— Data under study —
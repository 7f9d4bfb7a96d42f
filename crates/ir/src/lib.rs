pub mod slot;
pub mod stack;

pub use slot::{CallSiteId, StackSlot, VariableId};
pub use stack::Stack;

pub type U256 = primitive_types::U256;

— Task to carry out —
Give the complete listing again, exactly as it appears above.

— Worked solution —
repository 7f9d4bfb7a96d42f
filename crates/ir/src/lib.rs
pub mod slot;
pub mod stack;

pub use slot::{CallSiteId, StackSlot, VariableId};
pub use stack::Stack;

pub type U256 = primitive_types::U256;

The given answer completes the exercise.